Today in Sweden: a roundup of the latest news on Friday

Find out what's going on in Sweden today with The Local's short roundup of the news in less than five minutes.

Today in Sweden: a roundup of the latest news on Friday
Third vaccine doses are delayed in many regions due to lack of resources. Photo: Johan Nilsson/TT

Speaker nominates Magdalena Andersson to prime minister post – again

Social Democrat leader Magdalena Andersson will get another chance to become Sweden’s first female prime minister, after the speaker of parliament Andreas Norlén said he would nominate her for the office a second time. Andersson resigned on Wednesday just hours after having been confirmed by parliament as the country’s next prime minister.

The Swedish parliament is now set to again vote on Andersson as prime minister on Monday.

Speaker Andreas Norlén made the announcement on Thursday afternoon after having met with the leaders of Sweden’s eight parties.

Here’s our guide for what could happen next.

Swedish vocabulary: igen – again

Vaccination rate in many regions delayed by lack of resources

According to a survey carried out by public broadcaster SVT, 17 of 21 Swedish regions lack the resources to administer booster vaccines at the required rate. This refers not only to a lack of personnel, but also a lack of venues large enough to administer vaccines on a larger scale.

Vaccinating the most elderly and frail with a third dose has been emphasised as one of the most important ways of protecting this group’s immunity, as protection from vaccines decreases at a faster rate in the elderly. At the same time, children, unvaccinated adults and healthcare personnel must also be vaccinated, straining resources.

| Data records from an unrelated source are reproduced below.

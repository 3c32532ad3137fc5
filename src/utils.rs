#![allow(clippy::cast_possible_truncation)]

pub const KB: usize = 1024;
pub const MB: usize = 1024 * KB;

pub const CACHE_LINE: usize = 64;
pub const PAGE_SIZE_4K: usize = 4 * KB;
pub const PAGE_SIZE_2M: usize = 2 * MB;

#[must_use]
pub const fn align_up(val: usize, align: usize) -> usize {
    (val + align - 1) & !(align - 1)
}

#[must_use]
pub const fn align_down(val: usize, align: usize) -> usize {
    val & !(align - 1)
}

/// Rounds `val` up to a multiple of `step`, which need not be a power of two.
#[must_use]
pub const fn round_up_to(val: usize, step: usize) -> usize {
    val.div_ceil(step) * step
}

/// Bytes needed to move `offset` forward to the next `align` boundary (0 if already there).
#[must_use]
pub const fn align_gap(offset: usize, align: usize) -> usize {
    (align - offset % align) % align
}

/// System page size, cached after the first query.
#[must_use]
pub fn page_size() -> usize {
    use std::sync::atomic::{AtomicUsize, Ordering};
    static PAGE: AtomicUsize = AtomicUsize::new(0);

    match PAGE.load(Ordering::Relaxed) {
        0 => {
            let raw = unsafe { libc::sysconf(libc::_SC_PAGESIZE) };
            let size = if raw > 0 { raw as usize } else { PAGE_SIZE_4K };
            PAGE.store(size, Ordering::Relaxed);
            size
        }
        size => size,
    }
}

#[cfg(target_arch = "x86_64")]
pub mod x86 {
    use std::arch::asm;
    use std::sync::atomic::{AtomicU8, Ordering};

    // 0 = Uninitialized, 1 = Supported, 2 = Not Supported
    fn cached(slot: &AtomicU8, probe: impl FnOnce() -> bool) -> bool {
        match slot.load(Ordering::Relaxed) {
            1 => true,
            2 => false,
            _ => {
                let supported = probe();
                slot.store(if supported { 1 } else { 2 }, Ordering::Relaxed);
                supported
            }
        }
    }

    fn leaf7() -> std::arch::x86_64::CpuidResult {
        unsafe { std::arch::x86_64::__cpuid_count(7, 0) }
    }

    /// CPUID.(EAX=7,ECX=0):EBX[23]
    pub fn supports_clflushopt() -> bool {
        static SLOT: AtomicU8 = AtomicU8::new(0);
        cached(&SLOT, || (leaf7().ebx & (1 << 23)) != 0)
    }

    /// CPUID.(EAX=7,ECX=0):EBX[24]
    pub fn supports_clwb() -> bool {
        static SLOT: AtomicU8 = AtomicU8::new(0);
        cached(&SLOT, || (leaf7().ebx & (1 << 24)) != 0)
    }

    /// CPUID.(EAX=7,ECX=0):ECX[5] (UMONITOR/UMWAIT/TPAUSE)
    pub fn supports_waitpkg() -> bool {
        static SLOT: AtomicU8 = AtomicU8::new(0);
        cached(&SLOT, || (leaf7().ecx & (1 << 5)) != 0)
    }

    /// CPUID.(EAX=7,ECX=0):ECX[28]
    pub fn supports_movdir64b() -> bool {
        static SLOT: AtomicU8 = AtomicU8::new(0);
        cached(&SLOT, || (leaf7().ecx & (1 << 28)) != 0)
    }

    /// CPUID.(EAX=7,ECX=0):ECX[29]
    pub fn supports_enqcmd() -> bool {
        static SLOT: AtomicU8 = AtomicU8::new(0);
        cached(&SLOT, || (leaf7().ecx & (1 << 29)) != 0)
    }

    #[allow(clippy::inline_always)]
    #[inline(always)]
    pub fn rdtsc() -> u64 {
        unsafe { std::arch::x86_64::_rdtsc() }
    }

    /// Arms address monitoring on the cache line holding `addr`.
    #[allow(clippy::inline_always)]
    #[inline(always)]
    pub unsafe fn umonitor(addr: *const u8) {
        unsafe {
            asm!("umonitor {0}", in(reg) addr, options(nostack, preserves_flags));
        }
    }

    /// Waits in C0.1 until the monitored line is written or the TSC reaches `deadline`.
    #[allow(clippy::inline_always)]
    #[inline(always)]
    pub unsafe fn umwait(deadline: u64) {
        let lo = deadline as u32;
        let hi = (deadline >> 32) as u32;
        unsafe {
            // Control bit 0 set selects the lighter C0.1 state. CF is clobbered.
            asm!(
                "umwait {ctl:e}",
                ctl = in(reg) 1u32,
                in("eax") lo,
                in("edx") hi,
                options(nostack)
            );
        }
    }
}

#[cfg(test)]
mod tests {
    use super::*;

    #[test]
    fn alignment_helpers() {
        assert_eq!(align_up(0, 64), 0);
        assert_eq!(align_up(1, 64), 64);
        assert_eq!(align_up(64, 64), 64);
        assert_eq!(align_down(127, 64), 64);
        assert_eq!(align_gap(0, 64), 0);
        assert_eq!(align_gap(1000, 64), 24);
        assert_eq!(align_gap(64, 64), 0);
    }

    #[test]
    fn round_up_handles_non_power_of_two_steps() {
        assert_eq!(round_up_to(0, 3 * MB), 0);
        assert_eq!(round_up_to(1, 3 * MB), 3 * MB);
        assert_eq!(round_up_to(3 * MB, 3 * MB), 3 * MB);
        assert_eq!(round_up_to(3 * MB + 1, 3 * MB), 6 * MB);
    }

    #[test]
    fn page_size_is_power_of_two() {
        assert!(page_size().is_power_of_two());
    }
}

State epidemiologist Anders Tegnell described the situation to SVT as “extremely unfortunate, given that we need to protect these groups quickly”.

The Swedish Association of Local Authorities and Regions (SKR), blames the delay on last-minute announcements from the Public Health Agency, making it difficult to prepare for scaling up the rate of vaccination.

The Public Health Agency argues that SKR should have been more prepared, as the agency had previously stated that third doses would be offered.

Swedish vocabulary: skydda – protect

Speaker criticism of Green Party “historic”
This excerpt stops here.